Continuous casting of steel is a widely used process and an important step in the production of steel. The share of continuously cast steel around the world has increased significantly in the last 35 years or so. Presently this share is above 95 percent. However, concurrent with this increase in production levels, there are stringent quality requirements that have become crucial in the face of progressively increasing throughputs of continuous casting machines and larger dimensions of the cast products.

In the process of continuous casting, to transfer liquid steel from a steel teeming ladle to the mould, an intermediate vessel, called a tundish, is used. A tundish is a rectangular big end up refractory lined open container which may have a refractory lined cover on the top. The tundish bottom has one or more holes with slide gate(s) or stopper rod(s) for controlling the metal flow. It is used to feed liquid steel into the copper moulds of a continuous casting machine, so as to avoid splashing and give a smoother flow. The tundish being a reservoir of the liquid steel ensures the feed of the liquid steel to the continuous casting machine during the change of steel ladles, thus acting as a buffer of liquid steel. It smoothens out flow, regulates steel feed to the mould and cleans the metal. Metallic remains left inside a tundish are known as tundish skulls and need to be removed, typically by mechanical means (scraping, cutting). Scrap recovered in this way is ordinarily recycled in the steelmaking process.

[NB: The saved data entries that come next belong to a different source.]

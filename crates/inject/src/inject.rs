//! Stylesheet injection: encode every font once, then rewrite each
//! stylesheet against the resulting map.

use crate::error::{Error, ErrorKind, Result};
use crate::map::{build_data_url_map, build_data_url_map_async};
use crate::scan::{list_files, list_files_async};
use crate::{DEFAULT_CSS_TYPES, MAX_REWRITE_CONCURRENCY};
use exn::ResultExt;
use f2b_css::{MatchMode, RewriteResult, Rewriter, StrictEquality, Validator};
use f2b_fonts::{DataUrlMap, FontType};
use futures::StreamExt;
use std::fmt::{Debug, Formatter, Result as FmtResult};
use std::path::{Path, PathBuf};
use std::sync::Arc;
use tracing::instrument;

/// Settings shared by every injection entry point.
///
/// | option       | default                              |
/// |--------------|--------------------------------------|
/// | `validator`  | [`StrictEquality`]                   |
/// | `font_types` | every registry extension             |
/// | `css_types`  | `.css`, `.scss`, `.less`             |
/// | `resave`     | `true`                               |
/// | `match_mode` | [`MatchMode::Basename`]              |
/// | `root`       | none                                 |
#[derive(Clone)]
pub struct Options {
    pub validator: Arc<dyn Validator>,
    /// Font file extensions to scan for, with leading dot.
    pub font_types: Vec<String>,
    /// Stylesheet file extensions to scan for, with leading dot.
    pub css_types: Vec<String>,
    /// Write changed stylesheets back to disk.
    pub resave: bool,
    pub match_mode: MatchMode,
    /// Base directory for full-path matching of in-memory content. Files use
    /// their own parent directory instead.
    pub root: Option<PathBuf>,
}

impl Default for Options {
    fn default() -> Self {
        Self {
            validator: Arc::new(StrictEquality),
            font_types: FontType::extensions(),
            css_types: DEFAULT_CSS_TYPES.iter().map(ToString::to_string).collect(),
            resave: true,
            match_mode: MatchMode::default(),
            root: None,
        }
    }
}

impl Debug for Options {
    fn fmt(&self, f: &mut Formatter<'_>) -> FmtResult {
        f.debug_struct("Options")
            .field("font_types", &self.font_types)
            .field("css_types", &self.css_types)
            .field("resave", &self.resave)
            .field("match_mode", &self.match_mode)
            .field("root", &self.root)
            .finish_non_exhaustive()
    }
}

impl Options {
    pub fn new() -> Self {
        Self::default()
    }

    pub fn with_validator(mut self, validator: impl Validator + 'static) -> Self {
        self.validator = Arc::new(validator);
        self
    }

    pub fn with_font_types(mut self, font_types: impl IntoIterator<Item = impl Into<String>>) -> Self {
        self.font_types = font_types.into_iter().map(Into::into).collect();
        self
    }

    pub fn with_css_types(mut self, css_types: impl IntoIterator<Item = impl Into<String>>) -> Self {
        self.css_types = css_types.into_iter().map(Into::into).collect();
        self
    }

    pub fn with_resave(mut self, resave: bool) -> Self {
        self.resave = resave;
        self
    }

    pub fn with_match_mode(mut self, match_mode: MatchMode) -> Self {
        self.match_mode = match_mode;
        self
    }

    /// Shorthand for [`MatchMode::FullPath`] (`true`) or
    /// [`MatchMode::Basename`] (`false`).
    pub fn with_fullpath_match(self, fullpath_match: bool) -> Self {
        self.with_match_mode(match fullpath_match {
            true => MatchMode::FullPath,
            false => MatchMode::Basename,
        })
    }

    pub fn with_root(mut self, root: impl Into<PathBuf>) -> Self {
        self.root = Some(root.into());
        self
    }

    fn rewriter<'a>(&'a self, map: &'a DataUrlMap, root: Option<&'a Path>) -> Rewriter<'a> {
        Rewriter::new(map).with_validator(self.validator.as_ref()).with_match_mode(self.match_mode).with_root(root)
    }
}

/// A stylesheet that could not be processed.
#[derive(Debug)]
pub struct Failure {
    pub filepath: PathBuf,
    pub error: Error,
    /// The rewritten content, when only saving it failed.
    pub content: Option<String>,
}

impl Failure {
    fn new(filepath: impl Into<PathBuf>, error: Error) -> Self {
        Self { filepath: filepath.into(), error, content: None }
    }

    fn with_content(mut self, content: String) -> Self {
        self.content = Some(content);
        self
    }
}

type FileResult = std::result::Result<RewriteResult, Failure>;

/// The outcome of [`inject_base64`].
#[derive(Debug)]
pub enum Injection {
    /// Changed stylesheets were written back; lists the ones that failed.
    Saved { failures: Vec<Failure> },
    /// Nothing was written. Entry `i` belongs to the `i`-th stylesheet found.
    Results(Vec<FileResult>),
}

impl Injection {
    pub fn failures(&self) -> Vec<&Failure> {
        match self {
            Self::Saved { failures } => failures.iter().collect(),
            Self::Results(results) => results.iter().filter_map(|result| result.as_ref().err()).collect(),
        }
    }
}

fn rewrite_file(map: &DataUrlMap, options: &Options, path: &Path, content: Result<String>) -> FileResult {
    let content = content.map_err(|error| Failure::new(path, error))?;
    options
        .rewriter(map, path.parent())
        .rewrite(&content)
        .map(|result| result.with_filepath(path))
        .map_err(|error| Failure::new(path, ErrorKind::stylesheet(error)))
}

fn inject_file(map: &DataUrlMap, options: &Options, path: &Path) -> FileResult {
    let content = std::fs::read_to_string(path).or_raise(|| ErrorKind::FileAccess(path.to_path_buf()));
    let result = rewrite_file(map, options, path, content)?;
    if options.resave && result.modified {
        if let Err(error) = std::fs::write(path, &result.content).or_raise(|| ErrorKind::Write(path.to_path_buf())) {
            return Err(Failure::new(path, error).with_content(result.content));
        }
        tracing::debug!(path = %path.display(), "Stylesheet saved");
    }
    Ok(result)
}

async fn inject_file_async(map: &DataUrlMap, options: &Options, path: PathBuf) -> FileResult {
    let content = tokio::fs::read_to_string(&path).await.or_raise(|| ErrorKind::FileAccess(path.clone()));
    let result = rewrite_file(map, options, &path, content)?;
    if options.resave && result.modified {
        if let Err(error) = tokio::fs::write(&path, &result.content).await.or_raise(|| ErrorKind::Write(path.clone())) {
            return Err(Failure::new(path, error).with_content(result.content));
        }
        tracing::debug!(path = %path.display(), "Stylesheet saved");
    }
    Ok(result)
}

fn finish(options: &Options, results: Vec<FileResult>) -> Injection {
    let mut modified = 0;
    for result in &results {
        match result {
            Ok(result) if result.modified => modified += 1,
            Ok(_) => {},
            Err(failure) => {
                tracing::warn!(path = %failure.filepath.display(), error = ?failure.error, "Stylesheet failed");
            },
        }
    }
    let failed = results.iter().filter(|result| result.is_err()).count();
    tracing::info!(stylesheets = results.len(), modified, failed, "Font injection complete");
    match options.resave {
        true => Injection::Saved { failures: results.into_iter().filter_map(std::result::Result::err).collect() },
        false => Injection::Results(results),
    }
}

/// Encodes every font under `fonts` and rewrites every stylesheet under
/// `stylesheets` to reference them as data URIs.
///
/// Each stylesheet is matched against fonts relative to its own directory.
/// With [`Options::resave`] set, changed stylesheets are written in place and
/// only failures are returned; otherwise nothing touches the disk and every
/// stylesheet's result is returned in discovery order. A failing stylesheet
/// never affects the others.
#[instrument(skip_all, fields(resave = options.resave))]
pub fn inject_base64(
    fonts: impl IntoIterator<Item = impl AsRef<Path>>,
    stylesheets: impl IntoIterator<Item = impl AsRef<Path>>,
    options: &Options,
) -> Injection {
    let map = build_data_url_map(fonts, &options.font_types);
    let results = list_files(stylesheets, &options.css_types)
        .iter()
        .map(|path| inject_file(&map, options, path))
        .collect();
    finish(options, results)
}

/// Async counterpart of [`inject_base64`]. Stylesheets are processed
/// concurrently; results keep discovery order.
#[instrument(skip_all, fields(resave = options.resave))]
pub async fn inject_base64_async(
    fonts: impl IntoIterator<Item = impl AsRef<Path>>,
    stylesheets: impl IntoIterator<Item = impl AsRef<Path>>,
    options: &Options,
) -> Injection {
    let map = build_data_url_map_async(fonts, &options.font_types).await;
    let stylesheets = list_files_async(stylesheets, &options.css_types).await;
    let results = futures::stream::iter(stylesheets)
        .map(|path| inject_file_async(&map, options, path))
        .buffered(MAX_REWRITE_CONCURRENCY)
        .collect()
        .await;
    finish(options, results)
}

fn rewrite_content(map: &DataUrlMap, options: &Options, content: &str) -> Result<RewriteResult> {
    options.rewriter(map, options.root.as_deref()).rewrite(content).map_err(ErrorKind::stylesheet)
}

/// Rewrites stylesheet text in memory. [`Options::root`] is the directory
/// URLs are resolved against in full-path mode. Never writes.
#[instrument(skip_all, fields(size = content.len()))]
pub fn inject_base64_from_content(
    fonts: impl IntoIterator<Item = impl AsRef<Path>>,
    content: &str,
    options: &Options,
) -> Result<RewriteResult> {
    let map = build_data_url_map(fonts, &options.font_types);
    rewrite_content(&map, options, content)
}

/// Async counterpart of [`inject_base64_from_content`].
#[instrument(skip_all, fields(size = content.len()))]
pub async fn inject_base64_from_content_async(
    fonts: impl IntoIterator<Item = impl AsRef<Path>>,
    content: &str,
    options: &Options,
) -> Result<RewriteResult> {
    let map = build_data_url_map_async(fonts, &options.font_types).await;
    rewrite_content(&map, options, content)
}

/// Like [`inject_base64_from_content`], for raw bytes. Invalid UTF-8 is
/// replaced with U+FFFD.
pub fn inject_base64_from_buffer(
    fonts: impl IntoIterator<Item = impl AsRef<Path>>,
    buffer: &[u8],
    options: &Options,
) -> Result<RewriteResult> {
    inject_base64_from_content(fonts, &String::from_utf8_lossy(buffer), options)
}

/// Async counterpart of [`inject_base64_from_buffer`].
pub async fn inject_base64_from_buffer_async(
    fonts: impl IntoIterator<Item = impl AsRef<Path>>,
    buffer: &[u8],
    options: &Options,
) -> Result<RewriteResult> {
    inject_base64_from_content_async(fonts, &String::from_utf8_lossy(buffer), options).await
}

#[cfg(test)]
mod tests {
    use super::*;
    use f2b_css::error::ErrorKind as StylesheetErrorKind;
    use std::fs;

    const WOFF_SRC: &str = "url(data:application/font-woff;charset=utf-8;base64,d09GRg==) format('woff')";

    fn fixture() -> tempfile::TempDir {
        let dir = tempfile::tempdir().unwrap();
        fs::create_dir_all(dir.path().join("fonts")).unwrap();
        fs::write(dir.path().join("fonts/icons.woff"), b"wOFF").unwrap();
        dir
    }

    #[test]
    fn test_options_defaults() {
        let options = Options::default();
        assert!(options.resave);
        assert_eq!(options.match_mode, MatchMode::Basename);
        assert_eq!(options.root, None);
        assert_eq!(options.css_types, vec![".css", ".scss", ".less"]);
        assert_eq!(options.font_types, vec![".svg", ".ttf", ".otf", ".eot", ".sfnt", ".woff2", ".woff"]);
        assert!(options.validator.matches("a", "a", "", ""));
        assert!(!options.validator.matches("a", "b", "", ""));
    }

    #[test]
    fn test_options_builders() {
        let options = Options::new()
            .with_font_types([".woff"])
            .with_css_types(vec![".css".to_string()])
            .with_resave(false)
            .with_fullpath_match(true)
            .with_root("/site/css");
        assert_eq!(options.font_types, vec![".woff"]);
        assert!(!options.resave);
        assert_eq!(options.match_mode, MatchMode::FullPath);
        assert_eq!(options.root.as_deref(), Some(Path::new("/site/css")));
        assert!(format!("{options:?}").starts_with("Options { font_types: [\".woff\"]"));
    }

    #[test]
    fn test_from_content() {
        let dir = fixture();
        let css = "@font-face { font-family: Icons; src: url(../fonts/icons.woff); }";
        let result = inject_base64_from_content([dir.path().join("fonts")], css, &Options::default()).unwrap();
        assert!(result.modified);
        assert_eq!(result.filepath, None);
        assert_eq!(result.content, format!("@font-face {{ font-family: Icons; src: {WOFF_SRC}; }}"));
    }

    #[test]
    fn test_from_content_full_path_uses_root() {
        let dir = fixture();
        let css = "@font-face { src: url(../fonts/icons.woff); }";
        let fonts = [dir.path().join("fonts")];
        let options = Options::default().with_fullpath_match(true).with_root(dir.path().join("css"));
        assert!(inject_base64_from_content(&fonts, css, &options).unwrap().modified);
        let options = options.with_root(dir.path().join("css/deeper"));
        assert!(!inject_base64_from_content(&fonts, css, &options).unwrap().modified);
    }

    #[test]
    fn test_from_buffer_is_lossy() {
        let dir = fixture();
        let buffer = b"/* \xff */ @font-face { src: url(icons.woff); }";
        let result = inject_base64_from_buffer([dir.path()], buffer, &Options::default()).unwrap();
        assert!(result.modified);
        assert!(result.content.starts_with("/* \u{fffd} */"));
    }

    #[test]
    fn test_from_content_parse_error() {
        let dir = fixture();
        let err = inject_base64_from_content([dir.path()], "@font-face {", &Options::default()).unwrap_err();
        assert!(matches!(&*err, ErrorKind::Stylesheet(StylesheetErrorKind::Parse { .. })));
    }

    #[tokio::test]
    async fn test_async_content_matches_blocking() {
        let dir = fixture();
        let css = "@font-face { src: url(icons.woff) format('woff'), url(icons.ttf); }";
        let options = Options::default();
        let blocking = inject_base64_from_content([dir.path()], css, &options).unwrap();
        let nonblocking = inject_base64_from_content_async([dir.path()], css, &options).await.unwrap();
        assert_eq!(blocking, nonblocking);
        let buffered = inject_base64_from_buffer_async([dir.path()], css.as_bytes(), &options).await.unwrap();
        assert_eq!(blocking, buffered);
    }
}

The tundish is required to deliver the liquid steel to the moulds evenly and at a designed throughput rate and temperature without causing contamination by inclusions. The number of moulds is normally 1 to 2 for a slab casting machine, 2 to 4 for a bloom casting machine and 2 to 8 for a billet casting machine. The delivery rate of liquid steel into the mould is held constant by keeping the depth of the liquid steel in the tundish constant. Since the tundish act as a reservoir of liquid steel during the period of ladle change periods and since it continues to supply liquid steel to the moulds when the incoming liquid steel has stopped due to ladle change, it makes the sequence casting by a number of ladles feasible. Fig 1 shows a tundish in a continuous casting machine.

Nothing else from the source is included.